● **The records**
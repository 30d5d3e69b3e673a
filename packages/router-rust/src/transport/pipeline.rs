//! Pipeline composition: wraps the protocol router in the transport layers.

use std::time::Duration;

use tower::util::BoxCloneService;
use tower::ServiceBuilder;

use super::metrics::MetricsLayer;
use super::router::{ProtocolRouter, TransportService};
use super::timeout::TimeoutLayer;

/// Build the transport pipeline around `router`.
///
/// Layer order (outermost to innermost):
/// 1. `MetricsLayer` -- records every attempt, including timeouts and cancellations
/// 2. `TimeoutLayer` -- per-call deadline, falling back to `default_timeout`, and cancellation
///
/// The result is cheap to clone; each clone shares the registered clients.
#[must_use]
pub fn build_transport_pipeline(
    router: ProtocolRouter,
    default_timeout: Option<Duration>,
) -> TransportService {
    BoxCloneService::new(
        ServiceBuilder::new()
            .layer(MetricsLayer)
            .layer(TimeoutLayer::new(default_timeout))
            .service(router),
    )
}

// ---------------------------------------------------------------------------
// Tests
// ---------------------------------------------------------------------------
use bytes::Bytes;

use crate::error::InvocationError;

/// Result of a call as seen by the caller.
///
/// Failures are carried in `error` rather than returned as `Err`, so every
/// logical call produces exactly one `Response`. `Response::default()` is the
/// empty response delivered when no attempt ever produced one.
#[derive(Debug, Default)]
pub struct Response {
    /// Transport status code, when the transport has one.
    pub status: Option<u16>,
    /// Response payload.
    pub body: Bytes,
    /// Set when the call failed.
    pub error: Option<InvocationError>,
}

impl Response {
    /// Successful response carrying `body`.
    #[must_use]
    pub fn ok(body: impl Into<Bytes>) -> Self {
        Self {
            status: None,
            body: body.into(),
            error: None,
        }
    }

    /// Failed response carrying `error`.
    #[must_use]
    pub fn from_error(error: impl Into<InvocationError>) -> Self {
        Self {
            status: None,
            body: Bytes::new(),
            error: Some(error.into()),
        }
    }

    #[must_use]
    pub fn with_status(mut self, status: u16) -> Self {
        self.status = Some(status);
        self
    }

    #[must_use]
    pub fn is_ok(&self) -> bool {
        self.error.is_none()
    }

    #[must_use]
    pub fn error(&self) -> Option<&InvocationError> {
        self.error.as_ref()
    }
}

impl From<InvocationError> for Response {
    fn from(error: InvocationError) -> Self {
        Self::from_error(error)
    }
}

#[cfg(test)]
mod tests {
    use super::*;
    use crate::error::SelectionError;

    #[test]
    fn default_is_empty_success() {
        let resp = Response::default();
        assert!(resp.is_ok());
        assert!(resp.body.is_empty());
        assert!(resp.status.is_none());
    }

    #[test]
    fn from_selection_error() {
        let resp = Response::from_error(SelectionError::NoInstance {
            service: "orders".to_string(),
        });
        assert!(!resp.is_ok());
        assert!(resp.error().is_some_and(InvocationError::is_selection));
    }

    #[test]
    fn ok_with_status() {
        let resp = Response::ok("hello").with_status(200);
        assert_eq!(resp.status, Some(200));
        assert_eq!(&resp.body[..], b"hello");
    }
}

● **Exercise requirements**
Every line holding the word "call" should be copied out of the records above.

● **Result below**
/// 2. `TimeoutLayer` -- per-call deadline, falling back to `default_timeout`, and cancellation
/// Result of a call as seen by the caller.
/// logical call produces exactly one `Response`. `Response::default()` is the
    /// Set when the call failed.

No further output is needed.